**WORK ITEM:** Reproduce only the lines that run from the line containing "itself has failed." to the end of the entries below, exactly as they stand.

**RECORDS:**
----

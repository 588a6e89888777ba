/// Byte channel the sensor session talks through.
/// Implement this trait for different transports (UART, serial port, etc.)
pub trait SensorTransport {
    /// Error type for transport operations
    type Error: std::fmt::Debug;

    /// Write data to the transport
    fn write(&mut self, data: &[u8]) -> Result<usize, Self::Error>;

    /// Read data from the transport with a timeout in milliseconds.
    ///
    /// Returns `Ok(0)` when nothing arrived before the timeout. An `Err` means
    /// the channel itself has failed.
    fn read(&mut self, buf: &mut [u8], timeout_ms: u32) -> Result<usize, Self::Error>;

    /// Clear the input buffer
    fn clear_input(&mut self) -> Result<(), Self::Error>;
}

----

**SOLUTION TO THIS PROBLEM:**
    /// the channel itself has failed.
    fn read(&mut self, buf: &mut [u8], timeout_ms: u32) -> Result<usize, Self::Error>;

    /// Clear the input buffer
    fn clear_input(&mut self) -> Result<(), Self::Error>;
}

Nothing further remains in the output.